The employees familiar with Arty called him that moniker, too. She didn’t want to be like them. The trio gave off similar vibes like the frat boys that leered at her whenever she walked between classes. They had motives she couldn’t trust.
“I’m just curious about where the kitty goes every day,” Nami said as her museum patron persona, all sweet and a bit ditzy.
“Whenever I shoo him off for the day, he always walks in the same direction.” Z pointed toward the restaurant district. “He does his weekly patrols around the area. This museum is another marker on his path, I reckon.”
Nami hummed and adjusted her sunglasses. Interesting to note the cat had a routine. Made tracking him easier.
Instead of following the cat like a stalker, she had a camera collar to attach to his neck as Arty went about his day. Despite her failure with the museum heist, Nami still had other heists lined up. One misfire couldn’t stop the rest of the rounds from going off.
“I appreciate the tip! I’ll go get a drink while I wait,” Nami thanked Z and left.
A little while later with a fresh drink of milk tea in hand, Nami caught Arty on his way out of the museum.
“Be careful. This camera is top of the line. I even paid extra for one day shipping so this better not break!” Nami warned the cat as she cinched the collar around his neck.
Arty scratched at the collar like a dog.
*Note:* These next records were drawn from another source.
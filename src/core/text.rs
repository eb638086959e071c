// src/core/text.rs

/// Fast ASCII-only lowercasing. Non-ASCII chars pass through unchanged,
/// so the output has the same byte layout as the input and byte offsets
/// found in one are valid in the other.
pub fn to_lower(s: &str) -> String {
    s.chars()
        .map(|c| {
            if c.is_ascii() {
                c.to_ascii_lowercase()
            } else {
                c
            }
        })
        .collect()
}

/// Collapse whitespace runs into single spaces and trim.
pub fn normalize_ws(s: &str) -> String {
    let mut out = String::with_capacity(s.len());
    let mut prev_space = false;
    for ch in s.chars() {
        if ch.is_whitespace() {
            if !prev_space {
                out.push(' ');
                prev_space = true;
            }
        } else {
            out.push(ch);
            prev_space = false;
        }
    }
    out.trim().to_string()
}

/// Word-boundary check for a byte range within `text`: the characters
/// adjacent to the range must not be alphanumeric. Keeps "Dott. Mario Rossi"
/// from matching inside "Dott. Mario Rossini".
pub fn word_bounded(text: &str, start: usize, end: usize) -> bool {
    let before_ok = text[..start]
        .chars()
        .next_back()
        .map_or(true, |c| !c.is_alphanumeric());
    let after_ok = text[end..]
        .chars()
        .next()
        .map_or(true, |c| !c.is_alphanumeric());
    before_ok && after_ok
}

/// Minimal escaping for text placed inside a double-quoted HTML attribute.
pub fn escape_attr(s: &str) -> String {
    let mut out = String::with_capacity(s.len());
    for ch in s.chars() {
        match ch {
            '&' => out.push_str("&amp;"),
            '<' => out.push_str("&lt;"),
            '>' => out.push_str("&gt;"),
            '"' => out.push_str("&quot;"),
            _ => out.push(ch),
        }
    }
    out
}

/// Escaping for XML text nodes (sitemap `<loc>` values).
pub fn escape_xml(s: &str) -> String {
    let mut out = String::with_capacity(s.len());
    for ch in s.chars() {
        match ch {
            '&' => out.push_str("&amp;"),
            '<' => out.push_str("&lt;"),
            '>' => out.push_str("&gt;"),
            '\'' => out.push_str("&apos;"),
            '"' => out.push_str("&quot;"),
            _ => out.push(ch),
        }
    }
    out
}

#[cfg(test)]
mod tests {
    use super::*;

    #[test]
    fn lowercasing_preserves_byte_layout() {
        let s = "Dott.ssa Chiara Bilò";
        assert_eq!(to_lower(s).len(), s.len());
        assert_eq!(to_lower(s), "dott.ssa chiara bilò");
    }

    #[test]
    fn word_boundaries() {
        let t = "Dott. Mario Rossini riceve";
        // "Mario Rossi" inside "Mario Rossini" is not bounded
        let start = t.find("Mario Rossi").unwrap();
        assert!(!word_bounded(t, start, start + "Mario Rossi".len()));
        // the full "Mario Rossini" is
        assert!(word_bounded(t, start, start + "Mario Rossini".len()));
    }

    #[test]
    fn ws_normalization() {
        assert_eq!(normalize_ws("  Sara \t Uras \n"), "Sara Uras");
    }
}
// src/variants.rs
// Expand each physician record into the textual name variants worth
// searching for. Variants carry a lowercase copy so page matching stays
// ASCII case-insensitive without re-lowercasing per page.

use crate::core::text::{normalize_ws, to_lower};
use crate::params::MIN_VARIANT_LEN;
use crate::registry::PhysicianRecord;

/// Honorifics seen on the site, misspellings included.
const HONORIFICS: [&str; 8] = [
    "Dott.",
    "Dott.ssa",
    "Dr.",
    "Dr",
    "Prof.",
    "Prof",
    "Dottssa",
    "Dottoressa",
];

#[derive(Debug, Clone)]
pub struct NameVariant {
    /// Search pattern as it would appear in page text.
    pub text: String,
    /// ASCII-lowercased copy of `text`.
    pub lower: String,
    /// Index of the owning record in the registry slice.
    pub owner: usize,
}

/// Build the candidate set for a whole registry, deduplicated and sorted
/// longest first so the most specific pattern always wins. Bare names
/// (no honorific) are deliberately excluded: too many false positives.
pub fn build(registry: &[PhysicianRecord]) -> Vec<NameVariant> {
    let mut out: Vec<NameVariant> = Vec::new();

    for (owner, p) in registry.iter().enumerate() {
        let name = normalize_ws(&p.name);
        let full_name = normalize_ws(&p.full_name);

        let mut texts: Vec<String> = Vec::with_capacity(HONORIFICS.len() + 1);
        texts.push(full_name);
        for h in HONORIFICS {
            texts.push(join!(h, " ", &name));
        }

        for text in texts {
            if text.chars().count() < MIN_VARIANT_LEN {
                continue;
            }
            let lower = to_lower(&text);
            if out
                .iter()
                .any(|v| v.owner == owner && v.lower == lower)
            {
                continue;
            }
            out.push(NameVariant { text, lower, owner });
        }
    }

    // Longest first; ties keep registry order (stable sort).
    out.sort_by(|a, b| b.text.len().cmp(&a.text.len()));
    out
}

#[cfg(test)]
mod tests {
    use super::*;

    fn rec(slug: &str, name: &str, full_name: &str, title: &str) -> PhysicianRecord {
        PhysicianRecord {
            slug: slug.into(),
            name: name.into(),
            full_name: full_name.into(),
            given_name: name.split(' ').next().unwrap_or("").into(),
            family_name: name.rsplit(' ').next().unwrap_or("").into(),
            title: title.into(),
            job_title: s!("Specialista"),
            specialty_id: s!(),
        }
    }

    #[test]
    fn every_variant_contains_family_name() {
        let regs = vec![
            rec("mario-rossi", "Mario Rossi", "Dott. Mario Rossi", "Dott."),
            rec("sara-uras", "Sara Uras", "Dott.ssa Sara Uras", "Dott.ssa"),
        ];
        let vars = build(&regs);
        assert!(!vars.is_empty());
        for v in &vars {
            let family = regs[v.owner].family();
            assert!(
                v.text.contains(family),
                "variant '{}' missing family name '{}'",
                v.text,
                family
            );
        }
    }

    #[test]
    fn feminine_honorifics_present_for_ssa_titles() {
        let regs = vec![rec("sara-uras", "Sara Uras", "Dott.ssa Sara Uras", "Dott.ssa")];
        let vars = build(&regs);
        let texts: Vec<&str> = vars.iter().map(|v| v.text.as_str()).collect();
        assert!(texts.contains(&"Dott.ssa Sara Uras"));
        assert!(texts.contains(&"Dottoressa Sara Uras"));
        assert!(texts.contains(&"Dottssa Sara Uras"));
    }

    #[test]
    fn longest_first_and_no_duplicates() {
        let regs = vec![rec("mario-rossi", "Mario Rossi", "Dott. Mario Rossi", "Dott.")];
        let vars = build(&regs);
        for w in vars.windows(2) {
            assert!(w[0].text.len() >= w[1].text.len());
        }
        // full_name equals "Dott. <name>" variant; must appear once only
        let n = vars.iter().filter(|v| v.text == "Dott. Mario Rossi").count();
        assert_eq!(n, 1);
    }

    #[test]
    fn short_variants_are_dropped() {
        // "Dr Li" (5 chars) falls under the minimum length
        let regs = vec![rec("li", "Li", "Dott. Li", "Dott.")];
        let vars = build(&regs);
        assert!(!vars.iter().any(|v| v.text == "Dr Li"));
        assert!(vars.iter().any(|v| v.text == "Dott. Li"));
    }
}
He chirped as if reassuring nothing would happen, rubbing his head against her knee like that could convince her.
Nami didn’t trust his happy expression. The cat was bound to get into trouble regardless of her warning.
“Okay, go! Be off, you goof.” Nami waved her hands and watched him saunter away with her fists on her hips.
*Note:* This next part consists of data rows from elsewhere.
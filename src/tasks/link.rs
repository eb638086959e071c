// src/tasks/link.rs
// Physician auto-linker: one forward pass over the token stream, building a
// fresh output buffer. Links are only ever inserted into text tokens outside
// any <a>, so tags, attributes, scripts, styles, titles and JSON-LD blocks
// are structurally unreachable — no context-window guessing.

use std::collections::HashSet;

use crate::core::text::{escape_attr, to_lower, word_bounded};
use crate::core::tokenizer::{self, Token, attr_value};
use crate::file::rel_prefix;
use crate::params::PROFILE_DIR;
use crate::registry::PhysicianRecord;
use crate::variants::NameVariant;

pub struct PageOutcome {
    /// Rewritten page text, or None when nothing changed.
    pub output: Option<String>,
    pub links_added: usize,
    /// Tokenizer structure warnings (page still processed best-effort).
    pub warnings: Vec<String>,
}

/// Link physician names on one page.
/// `page_rel` is the page's path relative to the site root in URL form
/// (used to suppress self-links on profile pages); `depth` its directory
/// depth below the root.
pub fn autolink_page(
    content: &str,
    page_rel: &str,
    depth: usize,
    registry: &[PhysicianRecord],
    variants: &[NameVariant],
) -> PageOutcome {
    let doc = tokenizer::tokenize(content);
    let prefix = rel_prefix(depth);

    // One profile link per physician per page: seed the done-set with
    // physicians the page already links to, plus the page's own profile.
    let mut linked = existing_profile_links(&doc.tokens, registry);
    for (i, p) in registry.iter().enumerate() {
        if page_rel == format!("{}/{}.html", PROFILE_DIR, p.slug) {
            linked.insert(i);
        }
    }

    let mut out = String::with_capacity(content.len() + 256);
    let mut links_added = 0usize;
    let mut anchor_depth = 0usize;

    for token in &doc.tokens {
        match token {
            Token::Text(text) if anchor_depth == 0 => {
                links_added += link_text(text, registry, variants, &prefix, &mut linked, &mut out);
            }
            Token::OpenTag {
                name, self_closing, ..
            } => {
                out.push_str(token.raw());
                if name == "a" && !self_closing {
                    anchor_depth += 1;
                }
            }
            Token::CloseTag { name, .. } => {
                out.push_str(token.raw());
                if name == "a" {
                    anchor_depth = anchor_depth.saturating_sub(1);
                }
            }
            _ => out.push_str(token.raw()),
        }
    }

    PageOutcome {
        output: if links_added > 0 { Some(out) } else { None },
        links_added,
        warnings: doc.warnings,
    }
}

/// Physicians whose profile page the document already links to, via any
/// anchor href ending in `<slug>.html` (path-segment exact).
fn existing_profile_links(tokens: &[Token], registry: &[PhysicianRecord]) -> HashSet<usize> {
    let mut linked = HashSet::new();
    for token in tokens {
        if let Token::OpenTag { name, raw, .. } = token {
            if name != "a" {
                continue;
            }
            if let Some(href) = attr_value(raw, "href") {
                for (i, p) in registry.iter().enumerate() {
                    if href_targets_slug(href, &p.slug) {
                        linked.insert(i);
                    }
                }
            }
        }
    }
    linked
}

fn href_targets_slug(href: &str, slug: &str) -> bool {
    let path = href.split(['?', '#']).next().unwrap_or(href);
    let tail = join!(slug, ".html");
    match path.strip_suffix(tail.as_str()) {
        // "mario-rossi.html" must not count as a link to "rossi"
        Some(rest) => rest.is_empty() || rest.ends_with('/'),
        None => false,
    }
}

/// Rewrite a single text node. Candidate variants come in longest-first;
/// each still-unlinked physician may claim one word-bounded, non-overlapping
/// match. Returns the number of anchors inserted.
fn link_text(
    text: &str,
    registry: &[PhysicianRecord],
    variants: &[NameVariant],
    prefix: &str,
    linked: &mut HashSet<usize>,
    out: &mut String,
) -> usize {
    let lower = to_lower(text);
    let mut claims: Vec<(usize, usize, usize)> = Vec::new(); // (start, end, owner)

    for v in variants {
        if linked.contains(&v.owner) {
            continue;
        }
        let mut from = 0;
        while let Some(i) = lower[from..].find(&v.lower) {
            let start = from + i;
            let end = start + v.lower.len();
            let overlaps = claims.iter().any(|&(cs, ce, _)| start < ce && end > cs);
            if word_bounded(text, start, end) && !overlaps {
                claims.push((start, end, v.owner));
                linked.insert(v.owner);
                break;
            }
            from = end;
        }
    }

    if claims.is_empty() {
        out.push_str(text);
        return 0;
    }

    claims.sort_by_key(|&(start, _, _)| start);
    let mut cursor = 0;
    for &(start, end, owner) in &claims {
        out.push_str(&text[cursor..start]);
        out.push_str(&profile_anchor(&registry[owner], &text[start..end], prefix));
        cursor = end;
    }
    out.push_str(&text[cursor..]);
    claims.len()
}

fn profile_anchor(rec: &PhysicianRecord, matched: &str, prefix: &str) -> String {
    let title = escape_attr(&format!(
        "Vedi profilo e prenota - {} - {}",
        rec.full_name, rec.job_title
    ));
    format!(
        r#"<a href="{prefix}{dir}/{slug}.html" class="physician-link" title="{title}">{matched}</a>"#,
        dir = PROFILE_DIR,
        slug = rec.slug,
    )
}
The black cat headed toward the busy restaurants as expected. Arty looked back once, releasing a quick meow in goodbye. Nami rolled her eyes and smiled as he disappeared around the corner.
xXx
Maybe the museum employees aren’t technically wrong about her. Nami isn’t a cat person, yet she finds herself slowly becoming an “Arty” person. She can love him without being afraid.
In comparison, people are easy to give up on. Cats are true to themselves and don’t care how the rest of the world is. People can love cats all they want and the cats in return won’t refuse the affection.
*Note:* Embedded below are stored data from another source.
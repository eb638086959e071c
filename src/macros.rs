// src/macros.rs
#[macro_export]
macro_rules! s {
    // String shorthand

    // Zero-arg → String::new()
    () => {
        ::std::string::String::new()
    };
    // Single expression — literals, consts, vars
    ($expr:expr) => {
        ::std::string::String::from($expr)
    };
}

#[macro_export]
macro_rules! join {
    // Concatenate any number of string-ish expressions
    ($first:expr $(, $rest:expr)+ $(,)?) => {{
        let mut s = ::std::string::String::from($first);
        $(
            s.push_str($rest);
        )+
        s
    }};
}
// src/cli.rs
use std::{env, error::Error, path::PathBuf};

use crate::params::{Params, TaskKind};
use crate::progress::Progress;
use crate::{registry, runner};

pub fn run() -> Result<(), Box<dyn Error>> {
    let mut params = Params::new();
    parse_cli(&mut params)?;

    if params.list_physicians {
        for p in registry::load(&params.registry_path())? {
            println!("{},{}", p.slug, p.name);
        }
        return Ok(());
    }

    let mut progress = CliProgress {
        dry_run: params.dry_run,
    };
    let summary = runner::run(&params, Some(&mut progress))?;

    match params.task {
        TaskKind::Link => {
            println!(
                "{} page(s) {}, {} link(s), {} error(s)",
                summary.pages_modified,
                if params.dry_run { "would change" } else { "modified" },
                summary.links_added,
                summary.errors
            );
        }
        TaskKind::Sitemap => {
            for f in &summary.files_written {
                println!("Wrote {} ({} urls)", f.display(), summary.pages_seen);
            }
        }
    }

    if summary.errors > 0 {
        return Err(format!("{} page(s) failed", summary.errors).into());
    }
    Ok(())
}

fn parse_cli(params: &mut Params) -> Result<(), Box<dyn Error>> {
    let mut args = env::args().skip(1);
    while let Some(a) = args.next() {
        match a.as_str() {
            "--task" => {
                let v = args.next().ok_or("Missing value for --task")?;
                params.task = match v.to_ascii_lowercase().as_str() {
                    "link" => TaskKind::Link,
                    "sitemap" => TaskKind::Sitemap,
                    other => return Err(format!("Unknown task: {}", other).into()),
                };
            }
            "-s" | "--site" => {
                let v = args.next().ok_or("Missing value for --site")?;
                params.site_root = crate::file::normalize_dir_path(&v);
            }
            "-r" | "--registry" => {
                params.registry =
                    Some(PathBuf::from(args.next().ok_or("Missing registry path")?));
            }
            "--base-url" => {
                params.base_url = args.next().ok_or("Missing value for --base-url")?;
            }
            "-o" | "--out" => {
                params.out = Some(PathBuf::from(args.next().ok_or("Missing output path")?));
            }
            "-n" | "--dry-run" => params.dry_run = true,
            "--list-physicians" => params.list_physicians = true,
            "-h" | "--help" => {
                eprintln!(include_str!("cli_help.txt"));
                std::process::exit(0);
            }
            _ => return Err(format!("Unknown arg: {}", a).into()),
        }
    }

    Ok(())
}

/// Per-page console output, one line per event.
struct CliProgress {
    dry_run: bool,
}

impl Progress for CliProgress {
    fn begin(&mut self, total: usize) {
        println!("Processing {} page(s)...", total);
    }

    fn log(&mut self, msg: &str) {
        println!("  {}", msg);
    }

    fn page_done(&mut self, page: &str, links: usize) {
        if links > 0 {
            let verb = if self.dry_run { "would add" } else { "added" };
            println!("  {} - {} {} link(s)", page, verb, links);
        }
    }

    fn page_failed(&mut self, page: &str, err: &str) {
        eprintln!("  {} - FAILED: {}", page, err);
    }
}
// src/file.rs

use std::{
    error::Error,
    fs,
    path::{Path, PathBuf},
};

/// Parent-directory chain needed to climb from a page at `depth`
/// directories below the site root back up to the root.
/// Pure function: depth 0 → "", depth 2 → "../../".
pub fn rel_prefix(depth: usize) -> String {
    "../".repeat(depth)
}

/// How many directories separate `page` from `site_root`.
/// `pages/visita.html` → 1, `index.html` → 0.
pub fn page_depth(site_root: &Path, page: &Path) -> usize {
    let rel = page.strip_prefix(site_root).unwrap_or(page);
    rel.components().count().saturating_sub(1)
}

/// Path of `page` relative to the site root, with forward slashes
/// (URL form, used by the sitemap and progress output).
pub fn rel_url_path(site_root: &Path, page: &Path) -> String {
    let rel = page.strip_prefix(site_root).unwrap_or(page);
    let parts: Vec<String> = rel
        .components()
        .map(|c| c.as_os_str().to_string_lossy().into_owned())
        .collect();
    parts.join("/")
}

pub fn ensure_directory(dir: &Path) -> Result<(), Box<dyn Error>> {
    if dir.exists() && !dir.is_dir() {
        return Err(format!("Path exists but is not a directory: {}", dir.display()).into());
    }
    if !dir.exists() {
        fs::create_dir_all(dir)?;
    }
    Ok(())
}

pub fn normalize_dir_path(p: &str) -> PathBuf {
    let sep = std::path::MAIN_SEPARATOR;
    PathBuf::from(
        p.chars()
            .map(|c| if c == '/' || c == '\\' { sep } else { c })
            .collect::<String>(),
    )
}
The footage from the collar reveals a variety of people who doted on the black cat as Arty made his way through the day. One feeds him premium raw fish on a platter in a dirty alley. Another lets him sleep on the piano in their bar late at night. A beautiful woman allows Arty to curl up beside her in a dark dusty basement. One kid even gave Arty a flea bath.
For the first time in a long while, Nami wants to steal something intangible. She wants to know these people’s stories. Seeing them interact with Arty makes her curious about how they met him, and how Arty met them in turn.
Maybe she had invaded their privacy. It was obvious some people noticed the camera around Arty’s neck but had left it alone. After all, none of them knew who Arty belonged to. They probably assumed the collar was a deterrent from Arty’s “owner” to keep the cat out of the pound. Nami had seen the spark of curiosity and acceptance in their eyes. It wasn’t in their nature to change anything about the black cat. His brief visits into their lives was enough for them.
Nami thought so too, once upon a time. This was before she met Arty, though. If a cat could be loved by strangers for being a goof, and even feel happy to see her, then she feels she is capable of being loved. Friends aren’t necessary to be happy, but they sure seem to make life interesting. Boredom was a slow-acting killer.
This is going to be the biggest heist of her life. The only thing Nami needs to do is figure out how to take the first step to approaching these strangers, who shared one thing in common: their love for a straw hat-wearing black cat.
Notes:
I've had a rough few months. I've been idling mentally and physically, and one of the few things that have been keeping me going is my cat. She's been a liquid round calico-colored constant in my life for the past year as I've been struggling with the hardships of being an adult. Her name means "I love you".